__EXERCISE DESCRIPTION__:
Pick out each line of the records in which the word "given" appears.

Dataset excerpts
———
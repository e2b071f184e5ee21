//! ReadmeDocument aggregate - The in-memory README data model.
//!
//! A single document instance exists for the lifetime of an editing session.
//! All mutations are total: they cannot fail for any input shape, and a
//! lookup miss is reported as a boolean rather than an error.

use serde::{Deserialize, Serialize};

use crate::domain::foundation::SectionId;

use super::{DocumentPatch, MediaReference, Section, SectionTemplate};

/// The README document aggregate root.
///
/// Holds project identity, description, an optional attached-media pair,
/// and an ordered sequence of sections. Insertion order is serialization
/// order; no reordering operation exists. Section ids are unique within
/// the sequence and never reused.
#[derive(Debug, Clone, Default, PartialEq, Eq, Serialize, Deserialize)]
pub struct ReadmeDocument {
    // Identity and prose
    project_name: String,
    description: String,

    // Optional media embed, both fields present or the whole pair absent
    attached_media: Option<MediaReference>,

    // Ordered content blocks
    sections: Vec<Section>,
}

impl ReadmeDocument {
    // ════════════════════════════════════════════════════════════════════════════════
    // Construction
    // ════════════════════════════════════════════════════════════════════════════════

    /// Creates the all-defaults document: empty name and description, no
    /// media, no sections. Equivalent to `ReadmeDocument::default()`.
    pub fn new() -> Self {
        Self::default()
    }

    // ════════════════════════════════════════════════════════════════════════════════
    // Accessors
    // ════════════════════════════════════════════════════════════════════════════════

    /// Returns the project name.
    pub fn project_name(&self) -> &str {
        &self.project_name
    }

    /// Returns the description.
    pub fn description(&self) -> &str {
        &self.description
    }

    /// Returns the attached media pair, if any.
    pub fn attached_media(&self) -> Option<&MediaReference> {
        self.attached_media.as_ref()
    }

    /// Returns the sections in insertion order.
    pub fn sections(&self) -> &[Section] {
        &self.sections
    }

    /// Returns the section with the given id, if present.
    pub fn section(&self, id: SectionId) -> Option<&Section> {
        self.sections.iter().find(|s| s.id() == id)
    }

    /// Returns true if a section with the given id exists.
    pub fn has_section(&self, id: SectionId) -> bool {
        self.section(id).is_some()
    }

    // ════════════════════════════════════════════════════════════════════════════════
    // Mutations
    // ════════════════════════════════════════════════════════════════════════════════

    /// Shallow-merges a partial update into the top-level fields.
    ///
    /// Fields the patch does not carry are left unchanged. Sections are
    /// never touched by a patch.
    pub fn apply_patch(&mut self, patch: DocumentPatch) {
        if let Some(project_name) = patch.project_name {
            self.project_name = project_name;
        }
        if let Some(description) = patch.description {
            self.description = description;
        }
        if let Some(attached_media) = patch.attached_media {
            self.attached_media = attached_media;
        }
    }

    /// Appends a section built from a template to the end of the sequence
    /// and returns its freshly assigned id.
    pub fn add_section(&mut self, template: SectionTemplate) -> SectionId {
        let section = Section::from_template(&template);
        let id = section.id();
        self.sections.push(section);
        id
    }

    /// Replaces the content of the section matching `id`.
    ///
    /// Returns true if a section was updated; a miss is a no-op and never
    /// creates a section.
    pub fn update_section_content(&mut self, id: SectionId, content: impl Into<String>) -> bool {
        match self.sections.iter_mut().find(|s| s.id() == id) {
            Some(section) => {
                section.set_content(content);
                true
            }
            None => false,
        }
    }

    /// Removes the section matching `id`, preserving the relative order of
    /// the remainder. Returns true if a section was removed.
    pub fn remove_section(&mut self, id: SectionId) -> bool {
        let before = self.sections.len();
        self.sections.retain(|s| s.id() != id);
        self.sections.len() != before
    }

    /// Replaces the document with the all-defaults initial value. A full
    /// replacement, not a merge.
    pub fn reset(&mut self) {
        *self = Self::default();
    }
}

// ════════════════════════════════════════════════════════════════════════════════
// Tests
// ════════════════════════════════════════════════════════════════════════════════

#[cfg(test)]
mod tests {
    use super::*;

    fn test_media() -> MediaReference {
        MediaReference::new("screenshot.png", "https://example.com/screenshot.png").unwrap()
    }

    // ───────────────────────────────────────────────────────────────
    // Default State Tests
    // ───────────────────────────────────────────────────────────────

    #[test]
    fn default_document_is_all_empty() {
        let doc = ReadmeDocument::new();

        assert_eq!(doc.project_name(), "");
        assert_eq!(doc.description(), "");
        assert!(doc.attached_media().is_none());
        assert!(doc.sections().is_empty());
    }

    // ───────────────────────────────────────────────────────────────
    // Patch Tests
    // ───────────────────────────────────────────────────────────────

    #[test]
    fn patch_merges_only_carried_fields() {
        let mut doc = ReadmeDocument::new();
        doc.apply_patch(
            DocumentPatch::new()
                .with_project_name("Foo")
                .with_media(test_media()),
        );
        doc.add_section(SectionTemplate::Features);
        let sections_before = doc.sections().to_vec();

        doc.apply_patch(DocumentPatch::new().with_description("d"));

        assert_eq!(doc.description(), "d");
        assert_eq!(doc.project_name(), "Foo");
        assert_eq!(doc.attached_media(), Some(&test_media()));
        assert_eq!(doc.sections(), sections_before.as_slice());
    }

    #[test]
    fn empty_patch_leaves_document_identical() {
        let mut doc = ReadmeDocument::new();
        doc.apply_patch(DocumentPatch::new().with_project_name("Foo"));
        let before = doc.clone();

        doc.apply_patch(DocumentPatch::new());

        assert_eq!(doc, before);
    }

    #[test]
    fn patch_can_clear_media_in_one_step() {
        let mut doc = ReadmeDocument::new();
        doc.apply_patch(DocumentPatch::new().with_media(test_media()));
        assert!(doc.attached_media().is_some());

        doc.apply_patch(DocumentPatch::new().clearing_media());

        assert!(doc.attached_media().is_none());
    }

    // ───────────────────────────────────────────────────────────────
    // Section Lifecycle Tests
    // ───────────────────────────────────────────────────────────────

    #[test]
    fn add_section_appends_in_call_order() {
        let mut doc = ReadmeDocument::new();

        doc.add_section(SectionTemplate::Features);
        doc.add_section(SectionTemplate::Installation);
        doc.add_section(SectionTemplate::Custom("Roadmap".into()));

        let titles: Vec<&str> = doc.sections().iter().map(|s| s.title()).collect();
        assert_eq!(titles, vec!["Features", "Installation", "Roadmap"]);
    }

    #[test]
    fn add_section_returns_the_id_of_the_appended_section() {
        let mut doc = ReadmeDocument::new();

        let id = doc.add_section(SectionTemplate::Authors);

        assert!(doc.has_section(id));
        assert_eq!(doc.section(id).unwrap().title(), "Authors");
    }

    #[test]
    fn identical_titles_still_get_distinct_ids() {
        let mut doc = ReadmeDocument::new();

        let a = doc.add_section(SectionTemplate::Features);
        let b = doc.add_section(SectionTemplate::Features);

        assert_ne!(a, b);
        assert_eq!(doc.sections().len(), 2);
    }

    #[test]
    fn update_section_content_replaces_matching_section_only() {
        let mut doc = ReadmeDocument::new();
        let first = doc.add_section(SectionTemplate::Features);
        let second = doc.add_section(SectionTemplate::Installation);

        let updated = doc.update_section_content(first, "rewritten");

        assert!(updated);
        assert_eq!(doc.section(first).unwrap().content(), "rewritten");
        assert_eq!(
            doc.section(second).unwrap().content(),
            SectionTemplate::Installation.seed_content()
        );
    }

    #[test]
    fn update_with_unknown_id_is_a_noop() {
        let mut doc = ReadmeDocument::new();
        doc.add_section(SectionTemplate::Features);
        let before = doc.clone();

        let updated = doc.update_section_content(SectionId::new(), "x");

        assert!(!updated);
        assert_eq!(doc, before);
    }

    #[test]
    fn remove_middle_section_preserves_relative_order() {
        let mut doc = ReadmeDocument::new();
        let first = doc.add_section(SectionTemplate::Features);
        let middle = doc.add_section(SectionTemplate::Installation);
        let last = doc.add_section(SectionTemplate::Authors);

        let removed = doc.remove_section(middle);

        assert!(removed);
        let ids: Vec<SectionId> = doc.sections().iter().map(|s| s.id()).collect();
        assert_eq!(ids, vec![first, last]);
    }

    #[test]
    fn remove_with_unknown_id_is_a_noop() {
        let mut doc = ReadmeDocument::new();
        doc.add_section(SectionTemplate::Features);
        let before = doc.clone();

        let removed = doc.remove_section(SectionId::new());

        assert!(!removed);
        assert_eq!(doc, before);
    }

    // ───────────────────────────────────────────────────────────────
    // Reset Tests
    // ───────────────────────────────────────────────────────────────

    #[test]
    fn reset_restores_the_all_defaults_document() {
        let mut doc = ReadmeDocument::new();
        doc.apply_patch(
            DocumentPatch::new()
                .with_project_name("Foo")
                .with_description("bar")
                .with_media(test_media()),
        );
        doc.add_section(SectionTemplate::Contributing);

        doc.reset();

        assert_eq!(doc, ReadmeDocument::default());
    }
}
———
__RESPONSE BELOW__:
    /// Returns the section with the given id, if present.
    /// Returns true if a section with the given id exists.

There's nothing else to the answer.